I have a 16' utility trailer that could really use a paint job. Anyone ever had one sand blasted & painted? If so what did it cost? I dont really want to drop much more $ into it, since I'm already going to have to replace the floor. There's no way around that. Im seriously considering just getting out the grinder w/ a wire wheel and going over it, then rattle can it w/ primer and paint.


----------



## snipe523 (Mar 19, 2009)

Go at it with the grinder. They take paint off ridiculously quick, and for a trailer a rattle can paint job is all that you will need.


----------



## Polaris425 (Dec 16, 2004)

yeah that what I'll Probably end up doing.


----------



## Polaris425 (Dec 16, 2004)

Just saw on a trailer forum people suggesting Rustoleum Brush/roll on Paint. They say it's thick & goes on smooth & easy & holds up well. Think I might try it.


----------



## blue beast (Feb 16, 2010)

after u get the paint off put "acid cure" on it .its a rust killer and works kinda like a primer also. that way when u paint it the job will last a little longer.this stuff is really good for thehard to get to areas.


----------



## Polaris425 (Dec 16, 2004)

Yeah I'll have to wipe it down w/ acetone or something.


----------



## gpinjason (Nov 10, 2009)

paint the whole thing with bedliner....


----------



## drtj (May 3, 2009)

Wire wheel it. Spray Can it. I have to touch mine up about once a month. Still looks new.


----------



## TX4PLAY (Jan 18, 2009)

Polaris425 said:


> Just saw on a trailer forum people suggesting Rustoleum Brush/roll on Paint.
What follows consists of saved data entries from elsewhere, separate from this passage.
use anyhow::{Context, Result};
use globe::{BoundingBox, Coordinate};
use serde::Serialize;

use super::ServiceArgs;

#[derive(Serialize)]
struct PointResponse {
    lon: f64,
    lat: f64,
    elevation: i16,
}

#[derive(Serialize)]
struct AreaResponse {
    /// `[lon1, lat1, lon2, lat2]` as given
    bbox: [f64; 4],
    points: u64,
    crosses_antimeridian: bool,
    elevation: f64,
}

pub fn run(
    args: &ServiceArgs,
    lon: f64,
    lat: f64,
    corner: Option<(f64, f64)>,
    json: bool,
) -> Result<()> {
    let service = args.service()?;

    match corner {
        None => {
            let point = Coordinate::new(lon, lat)?;
            let elevation = service
                .point_elevation(&point)
                .context("Failed to get elevation")?;

            if json {
                let response = PointResponse {
                    lon,
                    lat,
                    elevation,
                };
                println!("{}", serde_json::to_string(&response)?);
            } else {
                println!("{}", elevation);
            }
        }
        Some((lon2, lat2)) => {
            let bbox = BoundingBox::from_corners((lon, lat), (lon2, lat2))?;
            let elevation = service
                .mean_elevation(&bbox)
                .context("Failed to get mean elevation")?;

            if json {
                let response = AreaResponse {
                    bbox: [lon, lat, lon2, lat2],
                    points: bbox.point_count(),
                    crosses_antimeridian: bbox.crosses_antimeridian(),
                    elevation,
                };
                println!("{}", serde_json::to_string(&response)?);
            } else {
                println!("{:.2}", elevation);
            }
        }
    }

    Ok(())
}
They say it's thick & goes on smooth & easy & holds up well. Think I might try it.


 
I've used it before helping my Father in law on a horse trailer, it is definitely what I'd suggest. Just wire wheel what you can to smooth it down and you can use Cold Galvanize in a spray can first on any bad spots if you want.


----------



## Polaris425 (Dec 16, 2004)

I found out rustoleum makes a spray primer specifically for metal w/ light, medium or heavy rust. So ima wire wheel it, hit it w/ that good primer, the roll it w/ the rustoleum roll/brush on.


----------



## duckincrazy92 (May 24, 2011)

I used the gallon rusteolem and sprayed it through a gravity feed paint gun


----------